Inducible T-cell co-stimulator receptor (ICOS) is a conserved biomarker mainly expressed on activated T cells. It had been proved that PET imaging targeting ICOS was a promising strategy for assessment of immune responses in cancer immunotherapy. For further translating this strategy into clinic, in the present study, we had developed the first-in-class ICOS targeting nanobody ICOS-53 via alpaca immunization and yeast display screening.

Results

The binding affinity of ICOS-53 to recombinant ICOS protein was validated by surface plasmon resonance, and the KD value was 85.3 pM. ICOS-53 was then conjugated to NOTA and radiolabeled with [68Ga]GaCl3. In PET imaging study, higher accumulation of [68Ga]Ga-NOTA-ICOS-53 could be observed in CHO-ICOS (CHO transfected by human ICOS) tumors, compared to CHO (Chinese Hamster Ovary cells) cohort from all-time points examined.
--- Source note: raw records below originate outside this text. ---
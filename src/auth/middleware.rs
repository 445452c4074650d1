//! Bearer-token middleware for protected resources
//!
//! [`require_scopes`] resolves the `Authorization` header through the
//! provider and stores the [`AuthorizedUser`] in request extensions, where
//! handlers pick it up with the extractor below.

use super::provider::{AuthorizationProvider, AuthorizedUser};
use super::scope::Scope;
use crate::GrantryError;
use crate::http::AppError;
use axum::{
    extract::{FromRequestParts, Request, State},
    http::{header, request::Parts},
    middleware::Next,
    response::Response,
};
use std::sync::Arc;

/// Middleware state: the provider and the scopes a route requires
#[derive(Clone)]
pub struct ScopeGuard {
    pub provider: Arc<AuthorizationProvider>,
    pub required: Vec<Scope>,
}

impl ScopeGuard {
    pub fn new(provider: Arc<AuthorizationProvider>, required: &[Scope]) -> Self {
        Self {
            provider,
            required: required.to_vec(),
        }
    }
}

/// Reject requests without a valid bearer token carrying the guard's scopes.
///
/// Use with `axum::middleware::from_fn_with_state`.
pub async fn require_scopes(
    State(guard): State<ScopeGuard>,
    mut req: Request,
    next: Next,
) -> Result<Response, AppError> {
    let authorization = req
        .headers()
        .get(header::AUTHORIZATION)
        .and_then(|v| v.to_str().ok())
        .map(String::from);

    let user = guard
        .provider
        .get_authorized_user(authorization.as_deref(), &guard.required)
        .await?;

    tracing::debug!(user_id = %user.user_id, client_id = %user.client_id, "Bearer token accepted");
    req.extensions_mut().insert(user);
    Ok(next.run(req).await)
}

/// Extractor for the user resolved by [`require_scopes`]
impl<S> FromRequestParts<S> for AuthorizedUser
where
    S: Send + Sync,
{
    type Rejection = AppError;

    async fn from_request_parts(parts: &mut Parts, _state: &S) -> Result<Self, Self::Rejection> {
        parts.extensions.get::<AuthorizedUser>().cloned().ok_or_else(|| {
            AppError::from(GrantryError::config(
                "Route is not behind the bearer token middleware",
            ))
        })
    }
}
Statistically significant correlation between PET imaging quantitative results and biodistribution could be observed (R = 0.548, P = 0.00117). Immunofluorescence staining also confirmed the high ICOS expression in CHO-ICOS tumors.

Conclusion

Our data demonstrated that we had developed a novel nanobody based PET tracer targeting human ICOS, [68Ga]Ga-NOTA-ICOS-53 PET imaging was a promising strategy for tracking ICOS+ cells both in vitro and in vivo.